» What needs to be done
Please repeat exactly the lines below from the one containing "page's host seams." down to the one containing "if let Some(tx)", both included, and nothing else.

» Saved data entries
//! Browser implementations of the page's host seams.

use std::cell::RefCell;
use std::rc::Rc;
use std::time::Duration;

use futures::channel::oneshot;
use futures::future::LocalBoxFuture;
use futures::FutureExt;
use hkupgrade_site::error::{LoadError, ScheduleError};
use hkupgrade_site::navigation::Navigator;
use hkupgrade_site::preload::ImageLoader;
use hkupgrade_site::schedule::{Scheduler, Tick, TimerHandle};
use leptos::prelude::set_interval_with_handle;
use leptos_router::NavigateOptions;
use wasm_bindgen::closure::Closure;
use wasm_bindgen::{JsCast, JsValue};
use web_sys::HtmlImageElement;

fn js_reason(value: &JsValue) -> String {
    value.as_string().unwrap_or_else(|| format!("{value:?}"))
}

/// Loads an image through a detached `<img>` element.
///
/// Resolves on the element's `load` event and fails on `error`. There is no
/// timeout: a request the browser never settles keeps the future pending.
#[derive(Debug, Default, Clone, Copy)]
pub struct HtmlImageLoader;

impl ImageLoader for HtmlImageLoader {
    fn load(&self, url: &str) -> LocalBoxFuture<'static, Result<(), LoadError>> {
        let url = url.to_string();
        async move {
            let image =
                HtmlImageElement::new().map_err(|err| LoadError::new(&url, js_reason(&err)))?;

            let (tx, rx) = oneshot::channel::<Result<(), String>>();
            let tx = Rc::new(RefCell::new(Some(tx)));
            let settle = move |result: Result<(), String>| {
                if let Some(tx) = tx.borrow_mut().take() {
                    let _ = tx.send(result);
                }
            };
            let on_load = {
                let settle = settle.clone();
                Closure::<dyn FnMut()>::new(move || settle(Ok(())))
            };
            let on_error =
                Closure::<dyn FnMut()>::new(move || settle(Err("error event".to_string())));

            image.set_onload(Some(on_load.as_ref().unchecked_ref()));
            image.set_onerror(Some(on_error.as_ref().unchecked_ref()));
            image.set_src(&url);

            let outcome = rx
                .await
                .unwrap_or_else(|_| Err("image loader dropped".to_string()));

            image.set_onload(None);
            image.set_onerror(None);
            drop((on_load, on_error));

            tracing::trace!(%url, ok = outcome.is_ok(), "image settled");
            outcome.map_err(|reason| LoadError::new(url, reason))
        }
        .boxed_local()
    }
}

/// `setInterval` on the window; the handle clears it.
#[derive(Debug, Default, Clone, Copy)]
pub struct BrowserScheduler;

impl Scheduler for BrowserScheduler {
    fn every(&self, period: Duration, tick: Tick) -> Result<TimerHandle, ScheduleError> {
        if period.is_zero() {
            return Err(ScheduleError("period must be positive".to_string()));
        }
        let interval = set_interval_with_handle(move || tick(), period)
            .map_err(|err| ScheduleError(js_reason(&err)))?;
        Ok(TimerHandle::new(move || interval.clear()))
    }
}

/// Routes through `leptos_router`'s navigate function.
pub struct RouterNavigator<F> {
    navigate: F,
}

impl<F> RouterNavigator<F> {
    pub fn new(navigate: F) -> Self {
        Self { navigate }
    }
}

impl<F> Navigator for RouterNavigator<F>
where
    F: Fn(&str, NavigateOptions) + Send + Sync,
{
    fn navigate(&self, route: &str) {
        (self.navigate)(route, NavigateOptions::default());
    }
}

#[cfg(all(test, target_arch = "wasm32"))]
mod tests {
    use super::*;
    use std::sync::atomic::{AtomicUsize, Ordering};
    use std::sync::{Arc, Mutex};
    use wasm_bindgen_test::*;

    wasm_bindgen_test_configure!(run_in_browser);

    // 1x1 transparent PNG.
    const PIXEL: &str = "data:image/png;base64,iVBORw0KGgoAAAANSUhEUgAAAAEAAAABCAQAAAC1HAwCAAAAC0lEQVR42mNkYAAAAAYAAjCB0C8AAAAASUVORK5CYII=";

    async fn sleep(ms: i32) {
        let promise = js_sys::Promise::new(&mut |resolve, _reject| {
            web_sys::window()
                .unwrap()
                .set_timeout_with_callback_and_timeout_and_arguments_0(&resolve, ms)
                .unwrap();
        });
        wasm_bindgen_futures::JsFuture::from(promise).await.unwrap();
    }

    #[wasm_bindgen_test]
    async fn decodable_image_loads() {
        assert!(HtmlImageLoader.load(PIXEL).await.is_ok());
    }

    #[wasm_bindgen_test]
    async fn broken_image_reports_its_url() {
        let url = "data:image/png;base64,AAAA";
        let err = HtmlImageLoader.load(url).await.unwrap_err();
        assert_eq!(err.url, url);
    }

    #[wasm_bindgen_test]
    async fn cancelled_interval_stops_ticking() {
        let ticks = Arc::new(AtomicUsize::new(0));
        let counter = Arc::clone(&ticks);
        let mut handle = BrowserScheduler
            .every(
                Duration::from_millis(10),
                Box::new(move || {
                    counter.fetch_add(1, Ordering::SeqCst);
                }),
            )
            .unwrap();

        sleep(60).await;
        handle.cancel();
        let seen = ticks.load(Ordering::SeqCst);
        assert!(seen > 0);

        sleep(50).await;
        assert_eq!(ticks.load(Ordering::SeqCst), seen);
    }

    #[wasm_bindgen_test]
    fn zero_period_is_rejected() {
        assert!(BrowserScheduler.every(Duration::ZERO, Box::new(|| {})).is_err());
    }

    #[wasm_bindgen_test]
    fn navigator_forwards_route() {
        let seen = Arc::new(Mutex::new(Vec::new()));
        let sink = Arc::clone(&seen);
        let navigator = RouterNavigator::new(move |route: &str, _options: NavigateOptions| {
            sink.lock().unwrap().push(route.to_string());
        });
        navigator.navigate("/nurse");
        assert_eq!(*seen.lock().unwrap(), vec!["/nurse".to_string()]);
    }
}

--

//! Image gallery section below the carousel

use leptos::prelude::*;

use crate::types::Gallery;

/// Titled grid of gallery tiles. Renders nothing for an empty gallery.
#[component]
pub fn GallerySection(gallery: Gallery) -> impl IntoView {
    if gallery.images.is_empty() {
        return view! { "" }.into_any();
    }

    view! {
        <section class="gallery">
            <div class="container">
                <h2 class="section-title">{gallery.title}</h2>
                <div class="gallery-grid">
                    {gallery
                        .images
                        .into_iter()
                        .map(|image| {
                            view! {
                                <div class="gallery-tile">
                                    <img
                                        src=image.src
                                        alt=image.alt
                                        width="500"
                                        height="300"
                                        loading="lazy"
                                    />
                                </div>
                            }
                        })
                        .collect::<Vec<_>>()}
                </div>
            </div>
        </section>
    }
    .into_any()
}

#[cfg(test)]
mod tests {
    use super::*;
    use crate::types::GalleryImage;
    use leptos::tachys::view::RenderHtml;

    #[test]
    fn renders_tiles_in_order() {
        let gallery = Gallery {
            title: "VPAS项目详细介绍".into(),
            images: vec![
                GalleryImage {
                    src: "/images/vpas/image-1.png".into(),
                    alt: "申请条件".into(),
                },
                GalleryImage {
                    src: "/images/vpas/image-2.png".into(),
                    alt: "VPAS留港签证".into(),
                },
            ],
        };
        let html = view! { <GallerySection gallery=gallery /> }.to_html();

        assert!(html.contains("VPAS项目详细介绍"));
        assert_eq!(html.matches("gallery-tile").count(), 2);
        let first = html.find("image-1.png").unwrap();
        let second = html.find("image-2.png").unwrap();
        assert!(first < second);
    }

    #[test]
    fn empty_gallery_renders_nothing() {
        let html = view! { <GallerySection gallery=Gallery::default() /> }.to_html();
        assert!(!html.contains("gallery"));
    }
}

» Answer section
//! Browser implementations of the page's host seams.

use std::cell::RefCell;
use std::rc::Rc;
use std::time::Duration;

use futures::channel::oneshot;
use futures::future::LocalBoxFuture;
use futures::FutureExt;
use hkupgrade_site::error::{LoadError, ScheduleError};
use hkupgrade_site::navigation::Navigator;
use hkupgrade_site::preload::ImageLoader;
use hkupgrade_site::schedule::{Scheduler, Tick, TimerHandle};
use leptos::prelude::set_interval_with_handle;
use leptos_router::NavigateOptions;
use wasm_bindgen::closure::Closure;
use wasm_bindgen::{JsCast, JsValue};
use web_sys::HtmlImageElement;

fn js_reason(value: &JsValue) -> String {
    value.as_string().unwrap_or_else(|| format!("{value:?}"))
}

/// Loads an image through a detached `<img>` element.
///
/// Resolves on the element's `load` event and fails on `error`. There is no
/// timeout: a request the browser never settles keeps the future pending.
#[derive(Debug, Default, Clone, Copy)]
pub struct HtmlImageLoader;

impl ImageLoader for HtmlImageLoader {
    fn load(&self, url: &str) -> LocalBoxFuture<'static, Result<(), LoadError>> {
        let url = url.to_string();
        async move {
            let image =
                HtmlImageElement::new().map_err(|err| LoadError::new(&url, js_reason(&err)))?;

            let (tx, rx) = oneshot::channel::<Result<(), String>>();
            let tx = Rc::new(RefCell::new(Some(tx)));
            let settle = move |result: Result<(), String>| {
                if let Some(tx) = tx.borrow_mut().take() {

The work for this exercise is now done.